ASSIGNED TASK :: Could the entries below be retyped exactly and in full?

STUDY MATERIAL ::
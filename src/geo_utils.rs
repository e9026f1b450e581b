//! Geographic utilities: distance, area, bounds and center calculations.
//!
//! Distances are great-circle (haversine) on a sphere of Earth's mean
//! radius. Enclosed areas use the Chamberlain-Duquette spherical-excess
//! algorithm from the `geo` crate, which is rotation- and
//! winding-invariant in magnitude and accurate well beyond walking scale.

use geo::{ChamberlainDuquetteArea, Coord, LineString, Polygon};

use crate::{Bounds, GeoPoint};

/// Earth's mean radius in meters.
pub const EARTH_RADIUS_METERS: f64 = 6_371_000.0;

/// Great-circle distance between two GPS points in meters.
///
/// Symmetric, and zero for coincident points.
///
/// # Example
/// ```
/// use perimeter_tracker::{geo_utils::haversine_distance, GeoPoint};
///
/// let london = GeoPoint::new(51.5074, -0.1278);
/// let paris = GeoPoint::new(48.8566, 2.3522);
/// let distance = haversine_distance(&london, &paris);
/// assert!(distance > 340_000.0 && distance < 350_000.0);
/// ```
pub fn haversine_distance(a: &GeoPoint, b: &GeoPoint) -> f64 {
    let lat1 = a.latitude.to_radians();
    let lat2 = b.latitude.to_radians();
    let dlat = (b.latitude - a.latitude).to_radians();
    let dlng = (b.longitude - a.longitude).to_radians();

    let h = (dlat / 2.0).sin().powi(2) + lat1.cos() * lat2.cos() * (dlng / 2.0).sin().powi(2);

    2.0 * EARTH_RADIUS_METERS * h.sqrt().asin()
}

/// Total distance along a path in meters.
pub fn polyline_length(points: &[GeoPoint]) -> f64 {
    points
        .windows(2)
        .map(|w| haversine_distance(&w[0], &w[1]))
        .sum()
}

/// Geodesic area of the polygon implied by a ring of GPS points, in
/// square meters.
///
/// The ring is treated as closed: the last point connects back to the
/// first whether or not the caller repeated it. Returns 0.0 for rings of
/// fewer than 3 points. The magnitude is invariant to which point the
/// ring starts at and to winding direction.
pub fn enclosed_area(ring: &[GeoPoint]) -> f64 {
    if ring.len() < 3 {
        return 0.0;
    }

    let exterior = LineString::new(
        ring.iter()
            .map(|p| Coord {
                x: p.longitude,
                y: p.latitude,
            })
            .collect(),
    );

    // Polygon::new closes an open exterior ring
    let polygon = Polygon::new(exterior, vec![]);
    polygon.chamberlain_duquette_unsigned_area()
}

/// Bounding box for a set of GPS points.
pub fn compute_bounds(points: &[GeoPoint]) -> Option<Bounds> {
    Bounds::from_points(points)
}

/// Center point of a set of GPS points (bounds midpoint).
pub fn compute_center(points: &[GeoPoint]) -> Option<GeoPoint> {
    compute_bounds(points).map(|b| b.center())
}

#[cfg(test)]
mod tests {
    use super::*;

    fn square_ring(side_degrees: f64) -> Vec<GeoPoint> {
        vec![
            GeoPoint::new(0.0, 0.0),
            GeoPoint::new(0.0, side_degrees),
            GeoPoint::new(side_degrees, side_degrees),
            GeoPoint::new(side_degrees, 0.0),
        ]
    }

    #[test]
    fn test_haversine_symmetry() {
        let a = GeoPoint::new(51.5074, -0.1278);
        let b = GeoPoint::new(48.8566, 2.3522);
        assert_eq!(haversine_distance(&a, &b), haversine_distance(&b, &a));
    }

    #[test]
    fn test_haversine_identity() {
        let a = GeoPoint::new(41.0082, 28.9784);
        assert_eq!(haversine_distance(&a, &a), 0.0);
    }

    #[test]
    fn test_haversine_known_distance() {
        // London to Paris is roughly 344 km great-circle
        let london = GeoPoint::new(51.5074, -0.1278);
        let paris = GeoPoint::new(48.8566, 2.3522);
        let distance = haversine_distance(&london, &paris);
        assert!(distance > 340_000.0 && distance < 348_000.0);
    }

    #[test]
    fn test_haversine_small_distance() {
        // 0.0001 degrees of latitude is about 11.1 meters
        let a = GeoPoint::new(0.0, 0.0);
        let b = GeoPoint::new(0.0001, 0.0);
        let distance = haversine_distance(&a, &b);
        assert!(distance > 10.0 && distance < 12.0);
    }

    #[test]
    fn test_polyline_length_is_pairwise_sum() {
        let points = vec![
            GeoPoint::new(0.0, 0.0),
            GeoPoint::new(0.0, 0.0001),
            GeoPoint::new(0.0001, 0.0001),
        ];
        let expected = haversine_distance(&points[0], &points[1])
            + haversine_distance(&points[1], &points[2]);
        assert!((polyline_length(&points) - expected).abs() < 1e-9);
    }

    #[test]
    fn test_enclosed_area_degenerate_rings() {
        assert_eq!(enclosed_area(&[]), 0.0);
        assert_eq!(enclosed_area(&[GeoPoint::new(0.0, 0.0)]), 0.0);
        assert_eq!(
            enclosed_area(&[GeoPoint::new(0.0, 0.0), GeoPoint::new(0.0001, 0.0001)]),
            0.0
        );
    }

    #[test]
    fn test_enclosed_area_square_magnitude() {
        // 0.001 degrees at the equator is ~111 m, so the square is ~12,300 m^2
        let area = enclosed_area(&square_ring(0.001));
        assert!(area > 11_000.0 && area < 13_500.0, "area was {area}");
    }

    #[test]
    fn test_enclosed_area_rotation_invariant() {
        let ring = square_ring(0.001);
        let area = enclosed_area(&ring);

        for rotation in 1..ring.len() {
            let mut rotated = ring.clone();
            rotated.rotate_left(rotation);
            let rotated_area = enclosed_area(&rotated);
            assert!(
                (area - rotated_area).abs() < 1e-6,
                "rotation {rotation}: {area} vs {rotated_area}"
            );
        }
    }

    #[test]
    fn test_enclosed_area_winding_invariant() {
        let ring = square_ring(0.001);
        let mut reversed = ring.clone();
        reversed.reverse();
        assert!((enclosed_area(&ring) - enclosed_area(&reversed)).abs() < 1e-6);
    }

    #[test]
    fn test_enclosed_area_explicitly_closed_ring() {
        let mut ring = square_ring(0.001);
        let open_area = enclosed_area(&ring);
        ring.push(ring[0]);
        let closed_area = enclosed_area(&ring);
        assert!((open_area - closed_area).abs() < 1e-6);
    }

    #[test]
    fn test_compute_center() {
        let ring = square_ring(0.001);
        let center = compute_center(&ring).unwrap();
        assert!((center.latitude - 0.0005).abs() < 1e-9);
        assert!((center.longitude - 0.0005).abs() < 1e-9);
    }
}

WRITTEN SOLUTION ::
filename src/geo_utils.rs
repository e9026f1b450e581b
//! Geographic utilities: distance, area, bounds and center calculations.
//!
//! Distances are great-circle (haversine) on a sphere of Earth's mean
//! radius. Enclosed areas use the Chamberlain-Duquette spherical-excess
//! algorithm from the `geo` crate, which is rotation- and
//! winding-invariant in magnitude and accurate well beyond walking scale.

use geo::{ChamberlainDuquetteArea, Coord, LineString, Polygon};

use crate::{Bounds, GeoPoint};

/// Earth's mean radius in meters.
pub const EARTH_RADIUS_METERS: f64 = 6_371_000.0;

/// Great-circle distance between two GPS points in meters.
///
/// Symmetric, and zero for coincident points.
///
/// # Example
/// ```
/// use perimeter_tracker::{geo_utils::haversine_distance, GeoPoint};
///
/// let london = GeoPoint::new(51.5074, -0.1278);
/// let paris = GeoPoint::new(48.8566, 2.3522);
/// let distance = haversine_distance(&london, &paris);
/// assert!(distance > 340_000.0 && distance < 350_000.0);
/// ```
pub fn haversine_distance(a: &GeoPoint, b: &GeoPoint) -> f64 {
    let lat1 = a.latitude.to_radians();
    let lat2 = b.latitude.to_radians();
    let dlat = (b.latitude - a.latitude).to_radians();
    let dlng = (b.longitude - a.longitude).to_radians();

    let h = (dlat / 2.0).sin().powi(2) + lat1.cos() * lat2.cos() * (dlng / 2.0).sin().powi(2);

    2.0 * EARTH_RADIUS_METERS * h.sqrt().asin()
}

/// Total distance along a path in meters.
pub fn polyline_length(points: &[GeoPoint]) -> f64 {
    points
        .windows(2)
        .map(|w| haversine_distance(&w[0], &w[1]))
        .sum()
}

/// Geodesic area of the polygon implied by a ring of GPS points, in
/// square meters.
///
/// The ring is treated as closed: the last point connects back to the
/// first whether or not the caller repeated it. Returns 0.0 for rings of
/// fewer than 3 points. The magnitude is invariant to which point the
/// ring starts at and to winding direction.
pub fn enclosed_area(ring: &[GeoPoint]) -> f64 {
    if ring.len() < 3 {
        return 0.0;
    }

    let exterior = LineString::new(
        ring.iter()
            .map(|p| Coord {
                x: p.longitude,
                y: p.latitude,
            })
            .collect(),
    );

    // Polygon::new closes an open exterior ring
    let polygon = Polygon::new(exterior, vec![]);
    polygon.chamberlain_duquette_unsigned_area()
}

/// Bounding box for a set of GPS points.
pub fn compute_bounds(points: &[GeoPoint]) -> Option<Bounds> {
    Bounds::from_points(points)
}

/// Center point of a set of GPS points (bounds midpoint).
pub fn compute_center(points: &[GeoPoint]) -> Option<GeoPoint> {
    compute_bounds(points).map(|b| b.center())
}

#[cfg(test)]
mod tests {
    use super::*;

    fn square_ring(side_degrees: f64) -> Vec<GeoPoint> {
        vec![
            GeoPoint::new(0.0, 0.0),
            GeoPoint::new(0.0, side_degrees),
            GeoPoint::new(side_degrees, side_degrees),
            GeoPoint::new(side_degrees, 0.0),
        ]
    }

    #[test]
    fn test_haversine_symmetry() {
        let a = GeoPoint::new(51.5074, -0.1278);
        let b = GeoPoint::new(48.8566, 2.3522);
        assert_eq!(haversine_distance(&a, &b), haversine_distance(&b, &a));
    }

    #[test]
    fn test_haversine_identity() {
        let a = GeoPoint::new(41.0082, 28.9784);
        assert_eq!(haversine_distance(&a, &a), 0.0);
    }

    #[test]
    fn test_haversine_known_distance() {
        // London to Paris is roughly 344 km great-circle
        let london = GeoPoint::new(51.5074, -0.1278);
        let paris = GeoPoint::new(48.8566, 2.3522);
        let distance = haversine_distance(&london, &paris);
        assert!(distance > 340_000.0 && distance < 348_000.0);
    }

    #[test]
    fn test_haversine_small_distance() {
        // 0.0001 degrees of latitude is about 11.1 meters
        let a = GeoPoint::new(0.0, 0.0);
        let b = GeoPoint::new(0.0001, 0.0);
        let distance = haversine_distance(&a, &b);
        assert!(distance > 10.0 && distance < 12.0);
    }

    #[test]
    fn test_polyline_length_is_pairwise_sum() {
        let points = vec![
            GeoPoint::new(0.0, 0.0),
            GeoPoint::new(0.0, 0.0001),
            GeoPoint::new(0.0001, 0.0001),
        ];
        let expected = haversine_distance(&points[0], &points[1])
            + haversine_distance(&points[1], &points[2]);
        assert!((polyline_length(&points) - expected).abs() < 1e-9);
    }

    #[test]
    fn test_enclosed_area_degenerate_rings() {
        assert_eq!(enclosed_area(&[]), 0.0);
        assert_eq!(enclosed_area(&[GeoPoint::new(0.0, 0.0)]), 0.0);
        assert_eq!(
            enclosed_area(&[GeoPoint::new(0.0, 0.0), GeoPoint::new(0.0001, 0.0001)]),
            0.0
        );
    }

    #[test]
    fn test_enclosed_area_square_magnitude() {
        // 0.001 degrees at the equator is ~111 m, so the square is ~12,300 m^2
        let area = enclosed_area(&square_ring(0.001));
        assert!(area > 11_000.0 && area < 13_500.0, "area was {area}");
    }

    #[test]
    fn test_enclosed_area_rotation_invariant() {
        let ring = square_ring(0.001);
        let area = enclosed_area(&ring);

        for rotation in 1..ring.len() {
            let mut rotated = ring.clone();
            rotated.rotate_left(rotation);
            let rotated_area = enclosed_area(&rotated);
            assert!(
                (area - rotated_area).abs() < 1e-6,
                "rotation {rotation}: {area} vs {rotated_area}"
            );
        }
    }

    #[test]
    fn test_enclosed_area_winding_invariant() {
        let ring = square_ring(0.001);
        let mut reversed = ring.clone();
        reversed.reverse();
        assert!((enclosed_area(&ring) - enclosed_area(&reversed)).abs() < 1e-6);
    }

    #[test]
    fn test_enclosed_area_explicitly_closed_ring() {
        let mut ring = square_ring(0.001);
        let open_area = enclosed_area(&ring);
        ring.push(ring[0]);
        let closed_area = enclosed_area(&ring);
        assert!((open_area - closed_area).abs() < 1e-6);
    }

    #[test]
    fn test_compute_center() {
        let ring = square_ring(0.001);
        let center = compute_center(&ring).unwrap();
        assert!((center.latitude - 0.0005).abs() < 1e-9);
        assert!((center.longitude - 0.0005).abs() < 1e-9);
    }
}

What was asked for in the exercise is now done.